Hong Kong make-up artist on Marilyn Manson and horror movie influences, and how competing in BBC’s Glow Up won parents over
- At the age of 25, Ophelia Liu at last has parental approval for her career choice, after years spent concealing her interest in make-up from them
- The otherworldly looks she creates have made her a fan favourite on the BBC show. She talks about why freedom of expression matters to her and to Hong Kong
As a teenager, Ophelia Liu would sneak into the bathrooms with some face paint after school and decorate her face with bold colours. She loved how enjoyable putting make-up on felt and it became her creative outlet, but her parents disapproved of her wearing make-up out of the house, so she’d wipe her face off before coming home.
Now the 25-year-old Hong Kong native doesn’t need to conceal her secret pastime – she’s applying make-up in front of cameras as a contestant on the hit BBC TV show Glow Up: Britain’s Next Make-up Star, and has continued to impress each episode with alien-inspired cyberpunk looks.
Liu will be judged by beauty industry heavyweights Val Garland and Dominic Skinner, along with nine other aspiring make-up artists competing for a contract to assist some of the world’s leading make-up artists.
Spotted through Instagram, she beat thousands to earn a spot on the show, and is a fan favourite.
Although they’re supportive now, her parents initially believed that Liu’s passion for make-up was an act of teenage rebellion and couldn’t be a profession. It was only after the show’s debut that she got their approval.
Make-up first came to her through discovering punk rock, and American industrial-metal musician Marilyn Manson. The first time she saw Manson she was struck by how different from mainstream pop stars he looked.
“Listening to metal helped me find my style,” she recalls. It led to her love of Halloween – which was the only exemption from her parents’ ban on applying make-up. On that day, Liu could leave the house with face paint on and go celebrate at Ocean Park, an amusement park in Hong Kong.
Horror and sci-fi films have also been a big influence on Liu’s style.

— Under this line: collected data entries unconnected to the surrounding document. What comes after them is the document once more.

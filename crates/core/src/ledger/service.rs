//! Ledger service for journal entry rules.
//!
//! Pure checks run before anything is persisted: draft shape, account
//! eligibility, lifecycle preconditions, and the balance check at post time.

use rust_decimal::Decimal;
use tally_shared::types::AccountId;

use super::error::LedgerError;
use super::types::{
    JournalEntry, JournalLineInput, JournalStatus, LineAmounts, LineTotals, NewJournalEntry,
};
use super::validation::{can_transition, is_balanced, validate_journal_number, validate_line_set};
use crate::accounts::Account;

/// Stateless journal entry rules.
pub struct LedgerService;

impl LedgerService {
    /// Validates a new draft before it is persisted.
    ///
    /// 1. Validates the journal number
    /// 2. Validates the line set shape
    /// 3. Validates every referenced account (exists, active)
    ///
    /// `account_lookup` resolves an account in the caller's tenant.
    ///
    /// # Errors
    ///
    /// Returns `LedgerError` if validation fails.
    pub fn validate_draft<A>(input: &NewJournalEntry, account_lookup: A) -> Result<(), LedgerError>
    where
        A: Fn(AccountId) -> Option<Account>,
    {
        validate_journal_number(&input.journal_number)?;
        Self::validate_lines(&input.lines, account_lookup)
    }

    /// Validates a replacement line set.
    ///
    /// # Errors
    ///
    /// Returns `LedgerError` if the shape is invalid or an account is unusable.
    pub fn validate_lines<A>(lines: &[JournalLineInput], account_lookup: A) -> Result<(), LedgerError>
    where
        A: Fn(AccountId) -> Option<Account>,
    {
        validate_line_set(lines)?;
        for line in lines {
            let account =
                account_lookup(line.account_id).ok_or(LedgerError::AccountNotFound(line.account_id))?;
            Self::validate_account(&account)?;
        }
        Ok(())
    }

    /// Validates that an account can receive new lines.
    ///
    /// # Errors
    ///
    /// Returns error if the account is inactive.
    pub fn validate_account(account: &Account) -> Result<(), LedgerError> {
        if !account.is_active {
            return Err(LedgerError::AccountInactive {
                account_id: account.id,
                code: account.code.clone(),
            });
        }
        Ok(())
    }

    /// Validate that an entry can be modified or deleted.
    ///
    /// # Errors
    ///
    /// Returns error if the entry is not a draft.
    pub fn validate_can_modify(entry: &JournalEntry) -> Result<(), LedgerError> {
        if !can_transition(entry.status, JournalStatus::Draft) {
            return Err(LedgerError::NotDraft {
                id: entry.id,
                status: entry.status,
            });
        }
        Ok(())
    }

    /// Validate that an entry can be posted with the given lines.
    ///
    /// The balance is recomputed from the stored lines on every post.
    ///
    /// # Errors
    ///
    /// Returns error if the entry is not a draft or its lines do not balance.
    pub fn validate_can_post<L: LineAmounts>(
        entry: &JournalEntry,
        lines: &[L],
        tolerance: Decimal,
    ) -> Result<LineTotals, LedgerError> {
        if !can_transition(entry.status, JournalStatus::Posted) {
            return Err(LedgerError::NotDraft {
                id: entry.id,
                status: entry.status,
            });
        }
        validate_line_set(lines)?;

        let totals = LineTotals::of(lines);
        if !is_balanced(lines, tolerance) {
            return Err(LedgerError::Unbalanced {
                debit: totals.debit,
                credit: totals.credit,
            });
        }
        Ok(totals)
    }

    /// Validate that an entry can be reversed.
    ///
    /// `existing_reversal` is the result of looking up an entry whose
    /// `reversed_from` points at `entry`.
    ///
    /// # Errors
    ///
    /// Returns `AlreadyReversed` if the entry is reversed or a reversal exists,
    /// `NotPosted` if the entry is still a draft.
    pub fn validate_can_reverse(
        entry: &JournalEntry,
        existing_reversal: Option<&JournalEntry>,
    ) -> Result<(), LedgerError> {
        if existing_reversal.is_some() || entry.status == JournalStatus::Reversed {
            return Err(LedgerError::AlreadyReversed(entry.id));
        }
        if !can_transition(entry.status, JournalStatus::Reversed) {
            return Err(LedgerError::NotPosted {
                id: entry.id,
                status: entry.status,
            });
        }
        Ok(())
    }
}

As a child, her father, a horror fanatic, would buy the films and she’d stare in awe at the gory DVD covers. She became engrossed by the suspense of the films and would watch for mistakes in the characters’ prosthetics or think of ways to recreate their looks.
Hong Kong itself is an inspiration for her make-up because it’s a big part of her background. In the first episode of the BBC show, she wowed the judges with a look inspired by Cantonese opera masks and the city’s neon lights – a homage to her grandmother, who loved Chinese opera and who died before filming began.
“Breaking into a competitive industry is tough,” she says. “It’s hard to be inspired when you’re thinking about money.”
Make-up enabled Liu to explore herself. Having grown up in Hong Kong until 15, representing her identity on TV is crucial to her, especially in light of the recent anti-government protests and anti-Asian sentiment the coronavirus pandemic has brought on.
“Hong Kong has a special place in my heart,” she says. “One thing that’s important in Hong Kong is that you’re allowed to say what you want and express your opinion.”
She often shares her views on Instagram, and recently she’s expressed dismay at the killing of George Floyd and is using her platform to promote beauty brands owned by black people. She’s also criticised the Hong Kong police for using excessive force and firing tear gas at protesters rallying against China’s plans to impose a new security law.
It is through freely expressing herself by voicing her opinions and in make-up that she has found her identity.
While Liu takes inspiration from Hong Kong, she says the city doesn’t have its own idea of beauty. “Everyone seems to be stuck on that one particular idea of beauty,” she says. “It’s not even Hong Kong’s idea of beauty – it’s Korea’s idea of beauty.”
The dominance of Korean beauty trends in Hong Kong drives her to create looks that push boundaries. Beauty comes in all forms, she says, and breaking the mould is her way of rejecting societal pressure for women to look a certain way.
Self-isolating in Britain during the pandemic has given her time to create looks in her bedroom. In addition to her fashion label, Necrophelia, she aspires to have her own make-up line so she can empower others through beauty.
“To me, beauty is simple,” she says. “It’s about being brave, comfortable in your own skin and looking how you want to look.”